A step further would allow Benjamin’s audience to notice his distaste for mass media and its ability to reproduce, without recourse, the machine world and feed it to its viewers through newspapers, magazines and television. This media interpretation offers a number of different, biased views of the world that the audience is forced to sit and watch. Literally, the “natural” has become as distant to the masses because of these media influences as the “mechanical” has become more and more present in its acceptance as a cultural and artistic norm. A camera takes pictures of an arbitrary scene, but this scene is subject to the bias of the camera whereas, conversely, the intimate perception of the scene by the naked eye of a human presents the “exhibition” value of a piece of art. With the onslaught of mechanically driven art, the intricacies of “aura” are lost and the reproduction and growing popularity of such “distractions,” as Benjamin would put it, grow more and more. Benjamin goes on to compare art and its mechanical demise, saying that, “This is at bottom the same ancient lament that the masses seek distraction whereas art demands concentration from the spectator.” (Benjamin, 1120).

In a comparative analysis to the text of Mary W. Shelley’s Frankenstein, one can view the production of the monster in the early chapters of the novel as a reproduction of the “art” of man. The “filthy workshop” that Shelley describes is Victor’s attempt to recreate a natural piece of art - which is represented by human beings - into something that imitates that piece of art – the monster.

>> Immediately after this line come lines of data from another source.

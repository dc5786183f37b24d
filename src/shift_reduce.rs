//! Shift-reduce recognizer for assignments and arithmetic expressions.
//!
//! ```text
//! S → VAR = E | E
//! E → E + T | E - T | T
//! T → T * F | T / F | F
//! F → ( E ) | NUMBER | VAR
//! ```
//!
//! There is no LR table. After every shift the engine keeps reducing the top of the
//! stack with the first applicable production, where some productions are gated on
//! the next input token. Every shift and reduction is logged as a [`TraceStep`].
//! Accepted inputs are then evaluated with the recursive-descent evaluator and the
//! parser's [`VariableStore`].

use crate::descent;
use crate::error::ExpressionError;
use crate::lexer::{tokenize, Token, TokenKind};
use crate::variables::VariableStore;
use serde::{Serialize, Serializer};
use std::fmt;

#[derive(Debug, Clone, Copy, PartialEq, Eq, Serialize)]
pub enum NonTerminal {
    F,
    T,
    E,
    S,
}

impl fmt::Display for NonTerminal {
    fn fmt(&self, f: &mut fmt::Formatter<'_>) -> fmt::Result {
        write!(f, "{self:?}")
    }
}

/// A grammar symbol on the parse stack.
#[derive(Debug, Clone, Copy, PartialEq, Eq)]
pub enum Symbol {
    /// The `$` sentinel at the bottom of the stack.
    End,
    Terminal(TokenKind),
    NonTerminal(NonTerminal),
}

impl fmt::Display for Symbol {
    fn fmt(&self, f: &mut fmt::Formatter<'_>) -> fmt::Result {
        match self {
            Symbol::End => f.write_str("$"),
            Symbol::Terminal(kind) => write!(f, "{kind}"),
            Symbol::NonTerminal(n) => write!(f, "{n}"),
        }
    }
}

impl Serialize for Symbol {
    fn serialize<S: Serializer>(&self, serializer: S) -> Result<S::Ok, S::Error> {
        serializer.collect_str(self)
    }
}

/// The productions the engine reduces with.
#[derive(Debug, Clone, Copy, PartialEq, Eq)]
pub enum Production {
    /// `F → NUMBER`
    Number,
    /// `F → VAR`
    Variable,
    /// `F → ( E )`
    Group,
    /// `T → T * F`
    Multiply,
    /// `T → T / F`
    Divide,
    /// `T → F`
    Factor,
    /// `E → E + T`
    Add,
    /// `E → E - T`
    Subtract,
    /// `E → T`
    Term,
    /// `S → VAR = E`
    Assign,
    /// `S → E`
    Bare,
}

impl Production {
    pub fn lhs(self) -> NonTerminal {
        match self {
            Production::Number | Production::Variable | Production::Group => NonTerminal::F,
            Production::Multiply | Production::Divide | Production::Factor => NonTerminal::T,
            Production::Add | Production::Subtract | Production::Term => NonTerminal::E,
            Production::Assign | Production::Bare => NonTerminal::S,
        }
    }

    pub fn rhs(self) -> &'static [Symbol] {
        use NonTerminal::{E, F, T};
        use Symbol::{NonTerminal as N, Terminal as K};

        match self {
            Production::Number => &[K(TokenKind::Number)],
            Production::Variable => &[K(TokenKind::Ident)],
            Production::Group => &[K(TokenKind::LParen), N(E), K(TokenKind::RParen)],
            Production::Multiply => &[N(T), K(TokenKind::Star), N(F)],
            Production::Divide => &[N(T), K(TokenKind::Slash), N(F)],
            Production::Factor => &[N(F)],
            Production::Add => &[N(E), K(TokenKind::Plus), N(T)],
            Production::Subtract => &[N(E), K(TokenKind::Minus), N(T)],
            Production::Term => &[N(T)],
            Production::Assign => &[K(TokenKind::Ident), K(TokenKind::Equals), N(E)],
            Production::Bare => &[N(E)],
        }
    }

    /// Number of stack symbols the production replaces.
    pub fn arity(self) -> usize {
        self.rhs().len()
    }
}

impl fmt::Display for Production {
    fn fmt(&self, f: &mut fmt::Formatter<'_>) -> fmt::Result {
        write!(f, "{} →", self.lhs())?;
        self.rhs().iter().try_for_each(|s| write!(f, " {s}"))
    }
}

#[derive(Debug, Clone, Copy, PartialEq, Eq)]
pub enum Action {
    Start,
    Shift(TokenKind),
    Reduce(Production),
    Accept,
    Reject,
}

impl fmt::Display for Action {
    fn fmt(&self, f: &mut fmt::Formatter<'_>) -> fmt::Result {
        match self {
            Action::Start => f.write_str("Start"),
            Action::Shift(kind) => write!(f, "Shift {kind}"),
            Action::Reduce(production) => write!(f, "Reduce {production}"),
            Action::Accept => f.write_str("Accept"),
            Action::Reject => f.write_str("Reject"),
        }
    }
}

impl Serialize for Action {
    fn serialize<S: Serializer>(&self, serializer: S) -> Result<S::Ok, S::Error> {
        serializer.collect_str(self)
    }
}

/// One line of the shift-reduce trace: the stack and remaining input after `action`.
#[derive(Debug, Clone, PartialEq, Serialize)]
pub struct TraceStep {
    pub step: usize,
    pub stack: Vec<Symbol>,
    /// Remaining token texts, terminated by `$`.
    pub input: String,
    pub action: Action,
}

impl TraceStep {
    /// The stack rendered bottom to top, e.g. `$ E + T`.
    pub fn stack_text(&self) -> String {
        render_stack(&self.stack)
    }
}

#[derive(Debug, Clone, PartialEq, Serialize)]
pub struct Analysis {
    pub accepted: bool,
    pub trace: Vec<TraceStep>,
}

impl Analysis {
    /// The stack after the last step.
    pub fn final_stack(&self) -> &[Symbol] {
        self.trace
            .last()
            .map(|step| step.stack.as_slice())
            .unwrap_or(&[])
    }
}

#[derive(Debug, Clone, PartialEq, Serialize)]
pub struct Evaluation {
    /// The assigned variable, for `VAR = E` inputs.
    pub name: Option<String>,
    pub value: f64,
    pub trace: Vec<TraceStep>,
}

/// Shift-reduce parser owning the variables its assignments write.
#[derive(Debug, Default)]
pub struct ShiftReduceParser {
    variables: VariableStore,
}

impl ShiftReduceParser {
    pub fn new() -> Self {
        Self::default()
    }

    /// Creates a parser that starts from existing variables.
    pub fn with_variables(variables: VariableStore) -> Self {
        Self { variables }
    }

    pub fn variables(&self) -> &VariableStore {
        &self.variables
    }

    pub fn variables_mut(&mut self) -> &mut VariableStore {
        &mut self.variables
    }

    /// Recognizes `text` and returns the full trace.
    ///
    /// Lexical errors are returned before a trace exists. Input that does not reduce
    /// to `$ S` is reported as `accepted: false`, with a final `Reject` step.
    pub fn parse(&self, text: &str) -> Result<Analysis, ExpressionError> {
        let tokens = tokenize(text)?;
        Ok(recognize(&tokens))
    }

    /// Recognizes and evaluates `text`. Assignments store their value.
    ///
    /// # Returns
    ///
    /// * `Ok(Evaluation)` with the assigned name (if any), the value and the trace.
    /// * `Err(ExpressionError::NotASentence)` if the input is not accepted.
    /// * `Err(ExpressionError::Evaluation)` if the accepted input cannot be evaluated,
    ///   e.g. on division by zero or an undefined variable.
    pub fn evaluate(&mut self, text: &str) -> Result<Evaluation, ExpressionError> {
        let tokens = tokenize(text)?;
        if tokens.is_empty() {
            return Err(ExpressionError::Empty);
        }

        let analysis = recognize(&tokens);
        if !analysis.accepted {
            return Err(ExpressionError::NotASentence {
                stack: render_stack(analysis.final_stack()),
            });
        }

        let (name, expression) = match tokens.as_slice() {
            [Token {
                kind: TokenKind::Ident,
                text,
            }, Token {
                kind: TokenKind::Equals,
                ..
            }, rest @ ..] => (Some(text.clone()), rest),
            all => (None, all),
        };

        let value = descent::evaluate(expression, Some(&self.variables))
            .map_err(|e| ExpressionError::Evaluation(Box::new(e)))?;

        if let Some(name) = &name {
            self.variables.set(name, value);
            log::debug!("{name} = {value:?}");
        }

        Ok(Evaluation {
            name,
            value,
            trace: analysis.trace,
        })
    }
}

/// Runs the shift-reduce loop over `tokens`.
fn recognize(tokens: &[Token]) -> Analysis {
    let mut stack = vec![Symbol::End];
    let mut trace = Vec::new();

    record(&mut trace, &stack, tokens, Action::Start);

    for (i, token) in tokens.iter().enumerate() {
        let rest = &tokens[i + 1..];
        stack.push(Symbol::Terminal(token.kind));
        record(&mut trace, &stack, rest, Action::Shift(token.kind));

        let next = rest.first().map(|t| t.kind);
        while let Some(production) = reduction(&stack, next) {
            reduce(&mut stack, production);
            record(&mut trace, &stack, rest, Action::Reduce(production));
        }
    }

    let last = match stack.as_slice() {
        [.., Symbol::Terminal(TokenKind::Ident), Symbol::Terminal(TokenKind::Equals), Symbol::NonTerminal(NonTerminal::E)] => {
            Some(Production::Assign)
        }
        [.., Symbol::NonTerminal(NonTerminal::E)] => Some(Production::Bare),
        _ => None,
    };

    if let Some(production) = last {
        reduce(&mut stack, production);
        record(&mut trace, &stack, &[], Action::Reduce(production));
    }

    let accepted = stack == [Symbol::End, Symbol::NonTerminal(NonTerminal::S)];
    let action = if accepted { Action::Accept } else { Action::Reject };
    record(&mut trace, &stack, &[], action);

    Analysis { accepted, trace }
}

/// Picks the production to reduce the top of `stack` with, given the next token.
///
/// `E → T` and `E → E ± T` only fire once the expression cannot grow any more, that is
/// when `next` is the end of input, `+`, `-` or `)`. `T → T * F` and `T → T / F` win
/// over `T → F`.
fn reduction(stack: &[Symbol], next: Option<TokenKind>) -> Option<Production> {
    use NonTerminal::{E, F, T};
    use Symbol::{NonTerminal as N, Terminal as K};

    let closes = matches!(
        next,
        None | Some(TokenKind::Plus | TokenKind::Minus | TokenKind::RParen)
    );

    match stack {
        [.., K(TokenKind::Number)] => Some(Production::Number),
        [.., K(TokenKind::Ident)] if next != Some(TokenKind::Equals) => Some(Production::Variable),
        [.., K(TokenKind::LParen), N(E), K(TokenKind::RParen)] => Some(Production::Group),
        [.., N(T), K(TokenKind::Star), N(F)] => Some(Production::Multiply),
        [.., N(T), K(TokenKind::Slash), N(F)] => Some(Production::Divide),
        [.., N(F)] => Some(Production::Factor),
        [.., N(E), K(TokenKind::Plus), N(T)] if closes => Some(Production::Add),
        [.., N(E), K(TokenKind::Minus), N(T)] if closes => Some(Production::Subtract),
        [.., N(T)] if closes => Some(Production::Term),
        _ => None,
    }
}

fn reduce(stack: &mut Vec<Symbol>, production: Production) {
    stack.truncate(stack.len().saturating_sub(production.arity()));
    stack.push(Symbol::NonTerminal(production.lhs()));
}

fn record(trace: &mut Vec<TraceStep>, stack: &[Symbol], rest: &[Token], action: Action) {
    log::trace!("{} | {action}", render_stack(stack));

    let input = rest
        .iter()
        .map(|t| t.text.as_str())
        .chain(std::iter::once("$"))
        .collect::<Vec<_>>()
        .join(" ");

    trace.push(TraceStep {
        step: trace.len(),
        stack: stack.to_vec(),
        input,
        action,
    });
}

fn render_stack(stack: &[Symbol]) -> String {
    stack
        .iter()
        .map(|s| s.to_string())
        .collect::<Vec<_>>()
        .join(" ")
}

Using Benjamin and Marx’s discussions on mechanical reproduction and alienated labor, the monster that is created by Victor Frankenstein becomes more and more of a machine in the eyes of his creator – an imitation, if you will – and less like that of which it is being created after. Numerous times in the novel Victor refers to the monster’s creation as an act of “labor” and talks about the human body parts as “materials.” He even refers to his laboratory as a “filthy workshop” which suggests Victor’s distance from his creation. Although he is trying to create another race of humans, his vernacular in describing the creation of the monster is that of great opinion and bias that the creature is less like a human and more like a machine that is being created through a process that resembles industrialization and mechanical reproduction. Ultimately, when Victor abandons the monster he is showing how easily he can rid himself of the labor that had consumed him for the past 2 years of his life. Victor’s decision to abandon his creation shows the literal distancing that is a representation of the alienated labor principle that Marx suggests; and the way in which Victor talks about his subject relates more to the way in which Benjamin refers to the loss of the “aura” in the age of Mechanical Reproduction.